The government rightly changed it, but delayed the implementation of the full working time directive and made (sorry…allowed) doctors to opt out of it. This allowed managers to devise the most dangerous working patterns–who cares if it damaged doctors and patients? What makes matters worse is that junior doctors often rotate around hospitals on training schemes. We often live 1–2 hours away, and often not near public transport. There also used to be rooms where specialist junior doctors could sleep when it wasn’t busy (this was even more important for them since, unlike A&E doctors who can go home after their 12-hour shift, they often had to stay longer on the ward round telling the consultant about the patients admitted overnight). Admittedly the beds were used only occasionally–but a half-hour nap really can refresh. Now they have generally been taken away and in most cases turned into vital managers’ officers–the room once referred to as ‘Medical SHO On-Call Room’ is now often called ‘Patient Liaison Facilitator Deputy Manager’s Sub-office’ and the surgical SHO on-call room you can find under ‘Patient Pathway Discharge Facilitator Deputy Coordinator’s Deputy Assistant Manager’s Officer’.
Is this just my view? No. In October 2006 the Royal College of Physicians published a study ‘Designing Safer Rotas for Junior Doctors in the 48-hour Week’ Its main conclusion was, ‘Most junior doctors work night shifts, many of them are doing seven consecutive nights, each lasting 13 hours. That has been shown to be potentially the most dangerous type of rota that could be devised, in terms of risks to both patients and staff.’ For futher information, please go to http://www.rcplondon.ac.uk/pubs/brochure.aspx?e=180.

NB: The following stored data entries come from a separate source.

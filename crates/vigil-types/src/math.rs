//! Minimal 3-D vector math for the geometry evaluator.
//!
//! The perception engine only needs a handful of vector operations
//! (difference, dot product, length, normalization), so this module defines
//! them directly instead of pulling in a linear-algebra crate. All values
//! are world-space `f64` coordinates.
//!
//! Normalization is fallible by design: a zero-length or non-finite vector
//! has no direction, and callers must decide what that means for them
//! rather than receive a NaN-filled result.

use std::ops::{Add, Sub};

use serde::{Deserialize, Serialize};

/// Length below which a vector is considered to have no usable direction.
pub const DIRECTION_EPSILON: f64 = 1e-9;

/// A world-space 3-D vector (or point).
#[derive(Debug, Clone, Copy, Default, PartialEq, Serialize, Deserialize)]
pub struct Vec3 {
    /// East-west axis.
    pub x: f64,
    /// Vertical axis.
    pub y: f64,
    /// North-south axis.
    pub z: f64,
}

impl Vec3 {
    /// The zero vector.
    pub const ZERO: Self = Self {
        x: 0.0,
        y: 0.0,
        z: 0.0,
    };

    /// Create a vector from its components.
    pub const fn new(x: f64, y: f64, z: f64) -> Self {
        Self { x, y, z }
    }

    /// Return this vector scaled by `factor`.
    pub const fn scaled(self, factor: f64) -> Self {
        Self {
            x: self.x * factor,
            y: self.y * factor,
            z: self.z * factor,
        }
    }

    /// Dot product with another vector.
    pub const fn dot(self, other: Self) -> f64 {
        self.x * other.x + self.y * other.y + self.z * other.z
    }

    /// Squared length. Cheaper than [`Vec3::length`]; prefer it for
    /// comparisons.
    pub const fn length_squared(self) -> f64 {
        self.dot(self)
    }

    /// Euclidean length.
    pub fn length(self) -> f64 {
        self.length_squared().sqrt()
    }

    /// Squared distance to another point.
    pub const fn distance_squared(self, other: Self) -> f64 {
        let dx = other.x - self.x;
        let dy = other.y - self.y;
        let dz = other.z - self.z;
        dx * dx + dy * dy + dz * dz
    }

    /// Unit vector in the same direction, or `None` when the vector is too
    /// short (or not finite) to carry a direction.
    pub fn normalized(self) -> Option<Self> {
        if !self.is_finite() {
            return None;
        }
        let len = self.length();
        if len < DIRECTION_EPSILON {
            return None;
        }
        Some(self.scaled(1.0 / len))
    }

    /// Whether all components are finite (no NaN, no infinities).
    pub const fn is_finite(self) -> bool {
        self.x.is_finite() && self.y.is_finite() && self.z.is_finite()
    }
}

impl Add for Vec3 {
    type Output = Self;

    fn add(self, rhs: Self) -> Self {
        Self {
            x: self.x + rhs.x,
            y: self.y + rhs.y,
            z: self.z + rhs.z,
        }
    }
}

impl Sub for Vec3 {
    type Output = Self;

    fn sub(self, rhs: Self) -> Self {
        Self {
            x: self.x - rhs.x,
            y: self.y - rhs.y,
            z: self.z - rhs.z,
        }
    }
}

#[cfg(test)]
#[allow(clippy::unwrap_used)]
mod tests {
    use super::*;

    #[test]
    fn dot_of_orthogonal_vectors_is_zero() {
        let a = Vec3::new(1.0, 0.0, 0.0);
        let b = Vec3::new(0.0, 1.0, 0.0);
        assert!(a.dot(b).abs() < f64::EPSILON);
    }

    #[test]
    fn length_of_unit_axes() {
        assert!((Vec3::new(0.0, 0.0, 1.0).length() - 1.0).abs() < 1e-12);
        assert!((Vec3::new(3.0, 4.0, 0.0).length() - 5.0).abs() < 1e-12);
    }

    #[test]
    fn normalized_zero_vector_is_none() {
        assert!(Vec3::ZERO.normalized().is_none());
    }

    #[test]
    fn normalized_nan_vector_is_none() {
        assert!(Vec3::new(f64::NAN, 0.0, 0.0).normalized().is_none());
    }

    #[test]
    fn normalized_vector_has_unit_length() {
        let v = Vec3::new(2.0, -3.0, 6.0).normalized().unwrap();
        assert!((v.length() - 1.0).abs() < 1e-12);
    }

    #[test]
    fn distance_squared_matches_subtraction() {
        let a = Vec3::new(1.0, 2.0, 3.0);
        let b = Vec3::new(4.0, 6.0, 3.0);
        assert!((a.distance_squared(b) - 25.0).abs() < 1e-12);
    }
}
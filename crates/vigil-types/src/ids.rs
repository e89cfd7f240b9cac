//! Type-safe identifier wrappers around [`Uuid`].
//!
//! Perceivers (NPCs running detection logic) and targets (observable
//! entities, typically players) have strongly-typed IDs to prevent
//! accidental mixing at compile time. All IDs use UUID v7 (time-ordered)
//! so that ledger iteration order follows creation order.

use serde::{Deserialize, Serialize};
use uuid::Uuid;

/// Generates a newtype wrapper around [`Uuid`] with standard derives.
macro_rules! define_id {
    (
        $(#[$meta:meta])*
        $name:ident
    ) => {
        $(#[$meta])*
        #[derive(Debug, Clone, Copy, PartialEq, Eq, PartialOrd, Ord, Hash, Serialize, Deserialize)]
        pub struct $name(pub Uuid);

        impl $name {
            /// Create a new identifier using UUID v7 (time-ordered).
            pub fn new() -> Self {
                Self(Uuid::now_v7())
            }

            /// Return the inner [`Uuid`] value.
            pub const fn into_inner(self) -> Uuid {
                self.0
            }
        }

        impl Default for $name {
            fn default() -> Self {
                Self::new()
            }
        }

        impl core::fmt::Display for $name {
            fn fmt(&self, f: &mut core::fmt::Formatter<'_>) -> core::fmt::Result {
                write!(f, "{}", self.0)
            }
        }

        impl From<Uuid> for $name {
            fn from(id: Uuid) -> Self {
                Self(id)
            }
        }

        impl From<$name> for Uuid {
            fn from(id: $name) -> Self {
                id.0
            }
        }
    };
}

define_id! {
    /// Unique identifier for a perceiver (an NPC running detection logic).
    PerceiverId
}

define_id! {
    /// Unique identifier for an observable target (typically a player).
    TargetId
}
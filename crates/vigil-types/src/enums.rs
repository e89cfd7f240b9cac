//! Enumeration types for the Vigil perception engine.

use serde::{Deserialize, Serialize};

/// The geometric shape of a perceiver's vision volume.
///
/// The `width` parameter of the vision configuration is interpreted
/// per-shape: an angular field of view for [`VisionShape::Cone`], a linear
/// beam width for [`VisionShape::Line`], and ignored entirely for
/// [`VisionShape::Sphere`].
#[derive(Debug, Clone, Copy, Default, PartialEq, Eq, Hash, Serialize, Deserialize)]
pub enum VisionShape {
    /// An angular cone extending from the perceiver's eye along its facing.
    #[default]
    Cone,
    /// A rectangular beam of fixed width along the perceiver's facing.
    Line,
    /// A full sphere around the perceiver's eye; facing is irrelevant.
    Sphere,
}

/// A target's discrete movement stance.
///
/// The stance selects which detection policy and timing bounds apply to the
/// target: crouched targets are typically harder (slower) to detect.
#[derive(Debug, Clone, Copy, Default, PartialEq, Eq, Hash, Serialize, Deserialize)]
pub enum Stance {
    /// Upright, walking or standing still.
    #[default]
    Standing,
    /// Crouched / sneaking.
    Crouched,
}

Now that we know that the politicians have the evidence we shouldn’t allow them to let hospitals arrange such dangerous rotas. The Labour government has brought about good changes to our working life styles but it needs to do more and do it faster– for the patients’ sake. Change rotas now. It won’t necessarily cost anything, it will just mean that medical staffing managers will have to think about things a little bit harder.